(Stored items)
---------------

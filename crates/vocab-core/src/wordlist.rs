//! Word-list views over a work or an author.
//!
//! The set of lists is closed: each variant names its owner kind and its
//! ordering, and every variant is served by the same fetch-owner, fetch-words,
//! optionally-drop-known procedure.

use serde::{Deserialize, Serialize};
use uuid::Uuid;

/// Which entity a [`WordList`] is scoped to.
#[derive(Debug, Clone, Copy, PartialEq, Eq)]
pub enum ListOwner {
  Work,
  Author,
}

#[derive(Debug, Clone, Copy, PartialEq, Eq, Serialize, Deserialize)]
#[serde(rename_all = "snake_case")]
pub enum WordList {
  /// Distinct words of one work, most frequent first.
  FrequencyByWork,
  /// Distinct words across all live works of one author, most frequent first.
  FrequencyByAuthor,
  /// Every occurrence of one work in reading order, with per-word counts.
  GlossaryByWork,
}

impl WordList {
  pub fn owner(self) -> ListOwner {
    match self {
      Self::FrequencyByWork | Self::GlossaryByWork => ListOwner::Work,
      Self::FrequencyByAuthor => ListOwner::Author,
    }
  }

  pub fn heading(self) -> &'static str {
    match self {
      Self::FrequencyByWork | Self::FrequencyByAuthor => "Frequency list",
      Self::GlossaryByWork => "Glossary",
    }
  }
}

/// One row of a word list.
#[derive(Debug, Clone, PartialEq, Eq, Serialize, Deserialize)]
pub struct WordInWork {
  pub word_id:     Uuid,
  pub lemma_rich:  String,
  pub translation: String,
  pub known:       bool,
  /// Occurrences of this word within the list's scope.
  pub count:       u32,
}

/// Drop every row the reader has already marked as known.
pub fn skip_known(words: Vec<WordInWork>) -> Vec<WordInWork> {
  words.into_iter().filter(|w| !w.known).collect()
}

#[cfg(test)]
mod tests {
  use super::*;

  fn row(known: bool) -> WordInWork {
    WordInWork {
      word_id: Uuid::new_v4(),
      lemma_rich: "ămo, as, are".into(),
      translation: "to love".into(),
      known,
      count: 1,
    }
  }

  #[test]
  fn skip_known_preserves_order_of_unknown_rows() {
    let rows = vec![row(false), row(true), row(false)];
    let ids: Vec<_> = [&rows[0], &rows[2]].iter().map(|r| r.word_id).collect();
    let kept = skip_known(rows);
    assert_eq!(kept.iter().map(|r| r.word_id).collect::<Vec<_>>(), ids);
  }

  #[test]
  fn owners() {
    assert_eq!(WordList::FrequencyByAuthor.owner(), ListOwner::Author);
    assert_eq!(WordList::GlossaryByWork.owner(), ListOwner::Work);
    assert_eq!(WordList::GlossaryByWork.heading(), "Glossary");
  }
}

---------------

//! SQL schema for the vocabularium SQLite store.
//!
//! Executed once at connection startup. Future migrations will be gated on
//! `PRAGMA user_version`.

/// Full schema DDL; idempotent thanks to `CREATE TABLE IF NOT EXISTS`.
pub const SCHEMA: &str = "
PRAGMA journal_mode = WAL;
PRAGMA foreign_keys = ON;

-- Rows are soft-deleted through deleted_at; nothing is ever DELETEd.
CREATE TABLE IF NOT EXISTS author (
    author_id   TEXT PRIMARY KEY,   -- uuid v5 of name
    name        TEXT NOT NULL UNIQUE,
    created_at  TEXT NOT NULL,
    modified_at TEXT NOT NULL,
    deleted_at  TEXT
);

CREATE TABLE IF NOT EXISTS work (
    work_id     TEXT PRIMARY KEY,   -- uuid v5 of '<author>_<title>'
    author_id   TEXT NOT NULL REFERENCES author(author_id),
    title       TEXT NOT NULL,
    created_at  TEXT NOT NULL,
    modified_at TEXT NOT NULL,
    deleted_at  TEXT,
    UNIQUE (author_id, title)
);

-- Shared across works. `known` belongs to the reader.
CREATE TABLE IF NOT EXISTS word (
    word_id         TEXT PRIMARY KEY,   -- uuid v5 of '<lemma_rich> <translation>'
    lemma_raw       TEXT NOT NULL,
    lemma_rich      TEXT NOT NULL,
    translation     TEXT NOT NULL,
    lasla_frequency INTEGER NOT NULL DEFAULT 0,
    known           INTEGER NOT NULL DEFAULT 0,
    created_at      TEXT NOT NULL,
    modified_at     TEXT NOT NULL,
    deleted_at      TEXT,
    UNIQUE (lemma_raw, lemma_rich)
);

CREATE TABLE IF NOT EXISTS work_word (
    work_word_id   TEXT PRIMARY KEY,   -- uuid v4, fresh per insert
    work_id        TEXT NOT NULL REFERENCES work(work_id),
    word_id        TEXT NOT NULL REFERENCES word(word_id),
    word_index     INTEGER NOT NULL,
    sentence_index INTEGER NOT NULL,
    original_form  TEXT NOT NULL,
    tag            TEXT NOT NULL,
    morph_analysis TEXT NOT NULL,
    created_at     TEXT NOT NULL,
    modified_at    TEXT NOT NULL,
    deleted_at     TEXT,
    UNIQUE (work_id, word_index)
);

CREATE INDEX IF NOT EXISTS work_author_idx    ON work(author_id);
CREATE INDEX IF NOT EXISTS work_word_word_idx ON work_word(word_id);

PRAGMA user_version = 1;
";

---------------

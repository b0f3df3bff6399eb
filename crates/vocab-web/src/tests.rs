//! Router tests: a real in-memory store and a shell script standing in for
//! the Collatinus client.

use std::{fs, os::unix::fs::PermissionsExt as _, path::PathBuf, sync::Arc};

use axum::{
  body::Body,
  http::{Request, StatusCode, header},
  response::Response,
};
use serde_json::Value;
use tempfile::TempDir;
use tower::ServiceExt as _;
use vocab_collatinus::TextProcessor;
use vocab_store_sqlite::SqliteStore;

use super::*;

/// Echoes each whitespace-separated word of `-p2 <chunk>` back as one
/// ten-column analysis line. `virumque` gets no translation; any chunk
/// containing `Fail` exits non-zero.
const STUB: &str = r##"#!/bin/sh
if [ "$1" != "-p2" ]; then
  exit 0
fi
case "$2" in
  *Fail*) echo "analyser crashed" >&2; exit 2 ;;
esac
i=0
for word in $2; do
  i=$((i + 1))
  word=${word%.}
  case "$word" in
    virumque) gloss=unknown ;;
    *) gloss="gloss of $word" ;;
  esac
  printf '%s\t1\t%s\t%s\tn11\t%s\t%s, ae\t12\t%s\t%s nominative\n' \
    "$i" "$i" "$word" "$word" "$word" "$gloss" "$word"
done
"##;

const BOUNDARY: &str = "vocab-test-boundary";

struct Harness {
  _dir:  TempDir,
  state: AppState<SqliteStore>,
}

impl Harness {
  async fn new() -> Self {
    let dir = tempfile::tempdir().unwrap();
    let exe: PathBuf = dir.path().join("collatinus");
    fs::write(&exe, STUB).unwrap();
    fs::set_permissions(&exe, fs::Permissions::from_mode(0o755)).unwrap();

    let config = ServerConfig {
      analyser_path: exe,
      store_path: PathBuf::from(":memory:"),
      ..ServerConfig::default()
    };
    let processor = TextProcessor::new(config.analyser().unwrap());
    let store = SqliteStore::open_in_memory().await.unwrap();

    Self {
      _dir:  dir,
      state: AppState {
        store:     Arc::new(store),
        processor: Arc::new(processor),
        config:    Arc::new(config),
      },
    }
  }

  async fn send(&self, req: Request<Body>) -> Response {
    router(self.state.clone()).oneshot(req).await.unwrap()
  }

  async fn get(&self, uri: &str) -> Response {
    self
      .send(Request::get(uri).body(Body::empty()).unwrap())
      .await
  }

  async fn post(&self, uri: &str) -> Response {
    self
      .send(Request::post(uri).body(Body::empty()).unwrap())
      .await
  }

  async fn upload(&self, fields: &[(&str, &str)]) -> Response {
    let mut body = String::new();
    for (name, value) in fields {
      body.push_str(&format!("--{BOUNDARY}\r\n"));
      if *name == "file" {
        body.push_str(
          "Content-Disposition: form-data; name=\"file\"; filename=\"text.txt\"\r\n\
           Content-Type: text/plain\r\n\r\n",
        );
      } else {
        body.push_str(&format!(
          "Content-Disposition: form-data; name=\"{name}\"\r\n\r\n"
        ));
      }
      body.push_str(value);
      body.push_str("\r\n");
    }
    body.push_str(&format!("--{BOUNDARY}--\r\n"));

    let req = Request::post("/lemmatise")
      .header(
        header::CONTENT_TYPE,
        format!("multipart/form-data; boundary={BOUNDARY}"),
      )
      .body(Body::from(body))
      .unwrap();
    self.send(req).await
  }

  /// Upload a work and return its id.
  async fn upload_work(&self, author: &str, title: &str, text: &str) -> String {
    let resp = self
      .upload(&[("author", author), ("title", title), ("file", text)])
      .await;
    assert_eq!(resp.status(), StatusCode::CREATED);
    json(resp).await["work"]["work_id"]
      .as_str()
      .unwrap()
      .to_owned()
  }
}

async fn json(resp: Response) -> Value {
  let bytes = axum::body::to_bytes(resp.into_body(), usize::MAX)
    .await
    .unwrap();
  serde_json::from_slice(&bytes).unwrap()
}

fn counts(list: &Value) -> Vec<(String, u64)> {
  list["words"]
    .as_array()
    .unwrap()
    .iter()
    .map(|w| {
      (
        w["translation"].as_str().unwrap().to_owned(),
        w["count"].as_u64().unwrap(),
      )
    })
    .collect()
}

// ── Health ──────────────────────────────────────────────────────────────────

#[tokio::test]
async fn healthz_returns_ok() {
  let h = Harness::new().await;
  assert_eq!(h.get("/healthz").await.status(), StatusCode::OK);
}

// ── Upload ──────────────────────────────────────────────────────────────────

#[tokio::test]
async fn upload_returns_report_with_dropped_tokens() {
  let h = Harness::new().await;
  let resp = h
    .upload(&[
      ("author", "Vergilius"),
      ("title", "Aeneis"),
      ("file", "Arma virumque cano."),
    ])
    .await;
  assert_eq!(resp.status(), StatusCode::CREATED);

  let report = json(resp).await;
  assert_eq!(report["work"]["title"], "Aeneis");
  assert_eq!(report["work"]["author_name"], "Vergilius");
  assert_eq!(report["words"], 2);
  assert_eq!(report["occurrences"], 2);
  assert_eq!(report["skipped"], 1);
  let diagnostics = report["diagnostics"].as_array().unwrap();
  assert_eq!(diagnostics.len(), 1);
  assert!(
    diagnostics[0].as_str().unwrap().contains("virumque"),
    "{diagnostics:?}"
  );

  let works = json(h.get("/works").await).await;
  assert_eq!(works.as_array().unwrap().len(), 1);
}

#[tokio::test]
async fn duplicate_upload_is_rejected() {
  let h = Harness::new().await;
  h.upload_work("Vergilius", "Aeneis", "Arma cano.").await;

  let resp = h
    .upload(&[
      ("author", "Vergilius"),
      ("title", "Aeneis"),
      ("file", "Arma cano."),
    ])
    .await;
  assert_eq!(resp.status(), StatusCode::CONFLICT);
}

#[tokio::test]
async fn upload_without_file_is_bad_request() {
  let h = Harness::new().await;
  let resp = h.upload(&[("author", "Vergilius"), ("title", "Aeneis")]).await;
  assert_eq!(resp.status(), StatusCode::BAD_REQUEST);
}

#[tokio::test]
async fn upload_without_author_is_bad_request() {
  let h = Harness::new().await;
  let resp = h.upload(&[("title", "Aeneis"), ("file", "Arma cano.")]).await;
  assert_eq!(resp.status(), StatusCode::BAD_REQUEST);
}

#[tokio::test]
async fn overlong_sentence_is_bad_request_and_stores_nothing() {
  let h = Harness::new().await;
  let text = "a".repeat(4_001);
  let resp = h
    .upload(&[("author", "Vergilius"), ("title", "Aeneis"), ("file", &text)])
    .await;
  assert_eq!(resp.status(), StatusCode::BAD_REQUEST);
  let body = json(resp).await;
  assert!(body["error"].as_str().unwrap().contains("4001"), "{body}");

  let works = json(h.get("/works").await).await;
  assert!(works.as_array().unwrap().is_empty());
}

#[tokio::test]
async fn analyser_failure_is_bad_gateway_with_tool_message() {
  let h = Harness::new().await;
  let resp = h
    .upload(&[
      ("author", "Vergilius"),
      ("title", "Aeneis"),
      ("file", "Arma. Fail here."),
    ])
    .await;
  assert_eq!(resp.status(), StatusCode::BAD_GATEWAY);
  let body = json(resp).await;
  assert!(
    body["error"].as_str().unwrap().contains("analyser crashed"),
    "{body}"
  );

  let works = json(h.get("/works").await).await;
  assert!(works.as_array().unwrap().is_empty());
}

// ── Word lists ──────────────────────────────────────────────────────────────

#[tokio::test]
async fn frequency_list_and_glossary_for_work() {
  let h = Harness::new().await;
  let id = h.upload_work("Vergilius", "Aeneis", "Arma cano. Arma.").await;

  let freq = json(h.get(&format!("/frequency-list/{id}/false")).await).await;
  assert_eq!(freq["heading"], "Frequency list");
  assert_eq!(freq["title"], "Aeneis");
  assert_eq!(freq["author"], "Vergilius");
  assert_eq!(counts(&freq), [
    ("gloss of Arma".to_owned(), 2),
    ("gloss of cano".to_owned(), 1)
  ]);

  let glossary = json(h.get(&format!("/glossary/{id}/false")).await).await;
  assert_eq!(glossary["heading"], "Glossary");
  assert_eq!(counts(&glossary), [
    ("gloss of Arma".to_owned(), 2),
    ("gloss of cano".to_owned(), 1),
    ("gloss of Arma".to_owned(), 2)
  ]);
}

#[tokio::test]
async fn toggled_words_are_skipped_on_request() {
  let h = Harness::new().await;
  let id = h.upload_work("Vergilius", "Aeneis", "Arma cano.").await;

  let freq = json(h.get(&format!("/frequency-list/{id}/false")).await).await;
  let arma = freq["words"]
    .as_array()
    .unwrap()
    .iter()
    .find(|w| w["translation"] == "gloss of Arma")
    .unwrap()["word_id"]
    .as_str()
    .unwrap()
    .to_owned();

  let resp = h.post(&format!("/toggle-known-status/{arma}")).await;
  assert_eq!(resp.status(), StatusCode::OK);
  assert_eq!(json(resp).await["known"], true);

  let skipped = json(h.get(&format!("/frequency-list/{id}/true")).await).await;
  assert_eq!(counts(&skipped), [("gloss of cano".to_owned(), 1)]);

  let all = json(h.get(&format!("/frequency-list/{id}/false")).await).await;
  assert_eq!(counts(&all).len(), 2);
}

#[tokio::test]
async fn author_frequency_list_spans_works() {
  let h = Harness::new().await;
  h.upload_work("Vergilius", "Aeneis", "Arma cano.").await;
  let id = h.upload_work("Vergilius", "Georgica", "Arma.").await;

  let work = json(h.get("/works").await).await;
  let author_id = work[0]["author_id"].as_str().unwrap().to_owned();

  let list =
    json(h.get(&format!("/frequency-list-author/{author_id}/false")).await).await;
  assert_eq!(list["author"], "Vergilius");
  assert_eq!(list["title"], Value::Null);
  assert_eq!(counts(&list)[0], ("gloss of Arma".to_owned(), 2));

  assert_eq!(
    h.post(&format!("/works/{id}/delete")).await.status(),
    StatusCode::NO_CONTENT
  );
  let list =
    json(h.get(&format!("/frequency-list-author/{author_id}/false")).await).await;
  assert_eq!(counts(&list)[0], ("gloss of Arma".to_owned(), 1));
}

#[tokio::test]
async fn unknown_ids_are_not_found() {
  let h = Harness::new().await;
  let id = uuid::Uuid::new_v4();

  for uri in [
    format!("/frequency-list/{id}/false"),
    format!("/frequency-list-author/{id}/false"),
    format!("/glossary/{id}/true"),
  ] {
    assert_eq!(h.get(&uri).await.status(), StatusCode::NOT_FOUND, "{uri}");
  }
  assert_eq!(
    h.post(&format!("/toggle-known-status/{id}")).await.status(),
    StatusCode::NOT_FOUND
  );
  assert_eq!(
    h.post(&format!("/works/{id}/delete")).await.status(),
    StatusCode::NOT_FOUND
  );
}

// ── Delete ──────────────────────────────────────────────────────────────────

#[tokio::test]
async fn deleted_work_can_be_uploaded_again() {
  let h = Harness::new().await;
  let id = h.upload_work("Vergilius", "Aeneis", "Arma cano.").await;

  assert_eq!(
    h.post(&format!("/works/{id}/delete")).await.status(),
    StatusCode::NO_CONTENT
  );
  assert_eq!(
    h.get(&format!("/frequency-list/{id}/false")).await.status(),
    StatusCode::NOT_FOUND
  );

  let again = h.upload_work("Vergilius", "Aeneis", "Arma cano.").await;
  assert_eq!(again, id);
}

---------------

TASK TO COMPLETE
Every line above from the line with "filename crates/vocab-core/src/wordlist.rs" to the line with "is scoped to.", both included, must be reproduced exactly, and no other line may appear.

RESPONSE FOR THIS EXERCISE
filename crates/vocab-core/src/wordlist.rs
//! Word-list views over a work or an author.
//!
//! The set of lists is closed: each variant names its owner kind and its
//! ordering, and every variant is served by the same fetch-owner, fetch-words,
//! optionally-drop-known procedure.

use serde::{Deserialize, Serialize};
use uuid::Uuid;

/// Which entity a [`WordList`] is scoped to.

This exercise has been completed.